WHAT THE TASK ASKS: Extract each line of the records below that contains the word "bool".

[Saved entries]
· · · · · · ·

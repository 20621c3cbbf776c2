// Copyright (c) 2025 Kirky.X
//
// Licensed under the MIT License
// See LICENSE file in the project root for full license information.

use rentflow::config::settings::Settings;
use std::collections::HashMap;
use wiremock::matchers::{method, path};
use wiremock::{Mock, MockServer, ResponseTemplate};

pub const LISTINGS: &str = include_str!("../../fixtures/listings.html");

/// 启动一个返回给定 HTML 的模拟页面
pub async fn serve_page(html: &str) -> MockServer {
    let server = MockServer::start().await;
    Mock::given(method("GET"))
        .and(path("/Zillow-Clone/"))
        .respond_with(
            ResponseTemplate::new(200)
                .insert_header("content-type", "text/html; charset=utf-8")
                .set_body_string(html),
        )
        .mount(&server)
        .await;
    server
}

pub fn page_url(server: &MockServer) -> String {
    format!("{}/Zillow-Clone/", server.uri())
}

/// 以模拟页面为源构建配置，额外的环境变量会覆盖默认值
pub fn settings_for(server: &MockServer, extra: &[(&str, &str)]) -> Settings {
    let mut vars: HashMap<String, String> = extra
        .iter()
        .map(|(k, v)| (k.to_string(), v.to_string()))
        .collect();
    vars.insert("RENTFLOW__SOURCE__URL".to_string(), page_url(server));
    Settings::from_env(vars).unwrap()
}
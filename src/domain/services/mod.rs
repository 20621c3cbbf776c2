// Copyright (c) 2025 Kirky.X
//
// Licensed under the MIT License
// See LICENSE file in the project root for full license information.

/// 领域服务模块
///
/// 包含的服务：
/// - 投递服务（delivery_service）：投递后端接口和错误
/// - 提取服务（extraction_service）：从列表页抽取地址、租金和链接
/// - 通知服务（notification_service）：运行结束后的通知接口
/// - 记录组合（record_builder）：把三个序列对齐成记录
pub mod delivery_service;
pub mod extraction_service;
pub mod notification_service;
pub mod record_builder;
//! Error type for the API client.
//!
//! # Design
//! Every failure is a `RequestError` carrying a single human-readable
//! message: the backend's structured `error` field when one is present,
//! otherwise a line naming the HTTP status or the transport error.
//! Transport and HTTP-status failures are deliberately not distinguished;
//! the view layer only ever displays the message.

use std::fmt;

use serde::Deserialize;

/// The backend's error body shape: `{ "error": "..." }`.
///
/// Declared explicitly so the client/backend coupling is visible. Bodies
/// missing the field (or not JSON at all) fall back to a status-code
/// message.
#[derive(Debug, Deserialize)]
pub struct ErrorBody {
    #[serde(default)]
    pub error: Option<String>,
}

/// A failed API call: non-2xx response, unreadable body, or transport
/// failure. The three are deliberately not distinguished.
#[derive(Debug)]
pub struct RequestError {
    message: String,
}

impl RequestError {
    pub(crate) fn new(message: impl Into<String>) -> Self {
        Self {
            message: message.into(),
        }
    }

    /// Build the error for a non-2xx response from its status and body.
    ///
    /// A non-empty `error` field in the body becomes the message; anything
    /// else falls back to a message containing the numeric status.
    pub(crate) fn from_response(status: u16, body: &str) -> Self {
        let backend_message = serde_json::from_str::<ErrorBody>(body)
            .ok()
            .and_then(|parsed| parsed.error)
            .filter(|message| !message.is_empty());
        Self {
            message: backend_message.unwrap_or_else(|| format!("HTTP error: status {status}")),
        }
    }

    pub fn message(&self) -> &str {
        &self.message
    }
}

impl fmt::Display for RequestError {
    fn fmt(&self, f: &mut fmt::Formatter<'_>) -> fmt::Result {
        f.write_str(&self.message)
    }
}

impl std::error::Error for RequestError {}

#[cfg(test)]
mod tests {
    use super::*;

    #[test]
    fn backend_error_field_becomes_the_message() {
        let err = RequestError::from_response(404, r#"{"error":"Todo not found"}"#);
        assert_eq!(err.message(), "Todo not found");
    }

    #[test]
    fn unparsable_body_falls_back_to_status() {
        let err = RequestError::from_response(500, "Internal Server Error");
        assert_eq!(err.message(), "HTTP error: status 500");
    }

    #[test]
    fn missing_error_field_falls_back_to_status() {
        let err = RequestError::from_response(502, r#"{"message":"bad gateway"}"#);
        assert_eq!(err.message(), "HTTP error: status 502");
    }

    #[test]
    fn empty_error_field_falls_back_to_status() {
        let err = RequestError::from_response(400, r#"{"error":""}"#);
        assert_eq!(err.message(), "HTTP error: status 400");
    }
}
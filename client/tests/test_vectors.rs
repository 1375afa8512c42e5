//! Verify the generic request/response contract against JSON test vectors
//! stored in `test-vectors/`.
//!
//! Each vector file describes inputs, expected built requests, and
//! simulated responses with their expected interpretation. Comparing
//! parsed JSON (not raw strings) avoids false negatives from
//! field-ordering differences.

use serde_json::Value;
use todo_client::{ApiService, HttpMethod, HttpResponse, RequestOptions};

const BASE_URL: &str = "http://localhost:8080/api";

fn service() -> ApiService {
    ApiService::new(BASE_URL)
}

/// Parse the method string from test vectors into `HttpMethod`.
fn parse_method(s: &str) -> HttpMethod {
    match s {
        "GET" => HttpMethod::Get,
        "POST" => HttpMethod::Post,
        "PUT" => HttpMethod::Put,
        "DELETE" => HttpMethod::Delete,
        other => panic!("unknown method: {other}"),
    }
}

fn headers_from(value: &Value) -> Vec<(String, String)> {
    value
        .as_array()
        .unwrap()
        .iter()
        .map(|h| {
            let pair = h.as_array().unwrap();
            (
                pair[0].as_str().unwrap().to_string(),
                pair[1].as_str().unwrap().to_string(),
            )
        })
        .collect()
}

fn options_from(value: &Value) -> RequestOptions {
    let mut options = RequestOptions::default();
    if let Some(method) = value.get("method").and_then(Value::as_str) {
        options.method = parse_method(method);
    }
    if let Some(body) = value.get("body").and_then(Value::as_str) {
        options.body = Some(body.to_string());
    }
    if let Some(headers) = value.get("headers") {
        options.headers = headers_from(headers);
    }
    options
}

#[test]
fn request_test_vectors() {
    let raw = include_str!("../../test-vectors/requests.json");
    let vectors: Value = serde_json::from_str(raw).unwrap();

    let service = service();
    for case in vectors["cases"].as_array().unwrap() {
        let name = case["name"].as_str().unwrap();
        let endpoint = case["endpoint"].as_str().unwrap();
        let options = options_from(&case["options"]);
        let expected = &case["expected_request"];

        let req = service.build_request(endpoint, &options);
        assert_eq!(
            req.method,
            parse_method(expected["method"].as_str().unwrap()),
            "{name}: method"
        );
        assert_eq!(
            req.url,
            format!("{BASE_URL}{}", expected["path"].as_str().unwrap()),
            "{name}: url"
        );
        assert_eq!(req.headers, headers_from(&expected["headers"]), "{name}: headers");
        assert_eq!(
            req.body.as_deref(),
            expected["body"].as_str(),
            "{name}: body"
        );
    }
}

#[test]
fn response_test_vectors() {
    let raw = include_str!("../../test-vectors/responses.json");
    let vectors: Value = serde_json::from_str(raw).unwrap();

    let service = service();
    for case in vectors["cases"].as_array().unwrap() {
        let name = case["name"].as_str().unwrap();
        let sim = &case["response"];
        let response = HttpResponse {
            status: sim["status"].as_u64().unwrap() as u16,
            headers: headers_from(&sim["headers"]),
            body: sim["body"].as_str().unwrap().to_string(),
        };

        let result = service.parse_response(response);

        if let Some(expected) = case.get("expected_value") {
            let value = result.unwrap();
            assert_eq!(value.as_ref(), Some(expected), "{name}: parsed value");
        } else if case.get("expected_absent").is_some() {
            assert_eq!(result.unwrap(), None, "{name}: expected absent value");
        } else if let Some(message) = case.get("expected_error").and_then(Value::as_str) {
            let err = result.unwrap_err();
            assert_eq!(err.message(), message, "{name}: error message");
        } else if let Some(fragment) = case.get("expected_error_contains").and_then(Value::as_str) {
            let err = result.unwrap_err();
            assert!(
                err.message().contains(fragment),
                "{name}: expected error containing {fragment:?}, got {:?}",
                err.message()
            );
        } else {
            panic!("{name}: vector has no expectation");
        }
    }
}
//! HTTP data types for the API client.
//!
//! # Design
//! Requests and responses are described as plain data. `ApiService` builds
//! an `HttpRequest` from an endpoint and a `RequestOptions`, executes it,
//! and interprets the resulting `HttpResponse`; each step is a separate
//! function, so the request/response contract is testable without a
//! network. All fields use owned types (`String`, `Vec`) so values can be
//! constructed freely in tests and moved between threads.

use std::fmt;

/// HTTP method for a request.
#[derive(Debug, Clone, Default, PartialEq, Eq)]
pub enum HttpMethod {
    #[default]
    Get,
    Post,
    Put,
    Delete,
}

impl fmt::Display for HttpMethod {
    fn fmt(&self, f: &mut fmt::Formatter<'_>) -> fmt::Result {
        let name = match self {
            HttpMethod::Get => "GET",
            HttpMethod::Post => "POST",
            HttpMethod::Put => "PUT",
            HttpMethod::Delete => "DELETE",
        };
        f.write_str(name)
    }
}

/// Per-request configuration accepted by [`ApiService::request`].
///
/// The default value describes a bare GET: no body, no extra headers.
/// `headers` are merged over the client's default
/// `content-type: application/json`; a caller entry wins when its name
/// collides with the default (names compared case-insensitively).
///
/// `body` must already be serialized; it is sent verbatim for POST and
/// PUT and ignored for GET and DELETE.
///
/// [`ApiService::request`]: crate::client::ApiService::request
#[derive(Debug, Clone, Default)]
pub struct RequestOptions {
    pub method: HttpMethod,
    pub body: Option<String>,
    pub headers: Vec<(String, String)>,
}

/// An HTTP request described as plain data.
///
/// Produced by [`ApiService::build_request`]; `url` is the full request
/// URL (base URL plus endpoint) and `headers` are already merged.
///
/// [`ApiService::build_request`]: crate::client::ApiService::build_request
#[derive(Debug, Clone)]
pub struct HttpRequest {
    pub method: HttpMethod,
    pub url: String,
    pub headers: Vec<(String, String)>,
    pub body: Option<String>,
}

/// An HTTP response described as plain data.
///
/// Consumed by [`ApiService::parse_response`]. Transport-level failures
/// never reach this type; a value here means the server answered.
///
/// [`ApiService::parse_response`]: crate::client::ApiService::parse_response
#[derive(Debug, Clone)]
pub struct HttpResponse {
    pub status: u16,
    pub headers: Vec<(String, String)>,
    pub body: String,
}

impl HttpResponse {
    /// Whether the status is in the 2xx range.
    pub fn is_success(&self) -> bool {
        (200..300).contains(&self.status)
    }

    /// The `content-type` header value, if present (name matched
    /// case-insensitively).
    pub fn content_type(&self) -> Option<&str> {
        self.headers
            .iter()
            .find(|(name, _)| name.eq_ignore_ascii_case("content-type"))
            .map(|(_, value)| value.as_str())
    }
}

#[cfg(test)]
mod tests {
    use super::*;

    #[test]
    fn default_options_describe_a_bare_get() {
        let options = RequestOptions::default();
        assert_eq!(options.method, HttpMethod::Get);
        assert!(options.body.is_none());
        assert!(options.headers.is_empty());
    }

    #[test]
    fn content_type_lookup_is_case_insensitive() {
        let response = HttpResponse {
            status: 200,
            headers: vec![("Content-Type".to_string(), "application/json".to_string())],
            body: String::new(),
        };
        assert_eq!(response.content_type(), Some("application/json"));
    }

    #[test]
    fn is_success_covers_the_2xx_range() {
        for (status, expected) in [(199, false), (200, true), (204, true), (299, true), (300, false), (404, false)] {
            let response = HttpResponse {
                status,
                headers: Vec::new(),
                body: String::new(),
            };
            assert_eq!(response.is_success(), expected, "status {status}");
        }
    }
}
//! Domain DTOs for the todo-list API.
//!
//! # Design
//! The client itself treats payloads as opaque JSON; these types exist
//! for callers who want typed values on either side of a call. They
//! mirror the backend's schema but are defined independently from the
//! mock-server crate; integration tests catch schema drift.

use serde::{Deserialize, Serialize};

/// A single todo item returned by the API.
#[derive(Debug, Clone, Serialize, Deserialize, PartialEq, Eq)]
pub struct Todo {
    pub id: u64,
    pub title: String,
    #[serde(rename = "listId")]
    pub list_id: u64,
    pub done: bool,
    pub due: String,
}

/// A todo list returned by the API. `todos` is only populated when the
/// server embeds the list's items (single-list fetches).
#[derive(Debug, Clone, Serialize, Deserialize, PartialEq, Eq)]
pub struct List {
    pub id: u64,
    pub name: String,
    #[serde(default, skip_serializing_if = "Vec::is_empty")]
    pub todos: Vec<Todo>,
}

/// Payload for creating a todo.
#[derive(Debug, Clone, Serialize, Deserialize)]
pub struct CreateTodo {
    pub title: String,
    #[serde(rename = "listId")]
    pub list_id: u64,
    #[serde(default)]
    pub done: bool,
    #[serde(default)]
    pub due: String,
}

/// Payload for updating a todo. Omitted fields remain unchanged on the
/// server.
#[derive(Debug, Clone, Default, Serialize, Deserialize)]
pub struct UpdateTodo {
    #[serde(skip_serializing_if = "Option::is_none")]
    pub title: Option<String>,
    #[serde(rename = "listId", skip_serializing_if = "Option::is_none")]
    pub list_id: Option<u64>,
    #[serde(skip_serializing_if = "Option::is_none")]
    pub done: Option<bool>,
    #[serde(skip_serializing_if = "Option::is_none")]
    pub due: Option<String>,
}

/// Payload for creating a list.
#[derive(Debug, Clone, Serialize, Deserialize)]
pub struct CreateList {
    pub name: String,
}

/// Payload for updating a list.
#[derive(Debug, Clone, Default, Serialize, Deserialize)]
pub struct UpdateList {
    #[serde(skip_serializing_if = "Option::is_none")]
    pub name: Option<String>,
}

· · · · · · ·

RESULT FOR THIS EXERCISE:
    pub fn is_success(&self) -> bool {
    pub done: bool,
    pub done: bool,
    pub done: Option<bool>,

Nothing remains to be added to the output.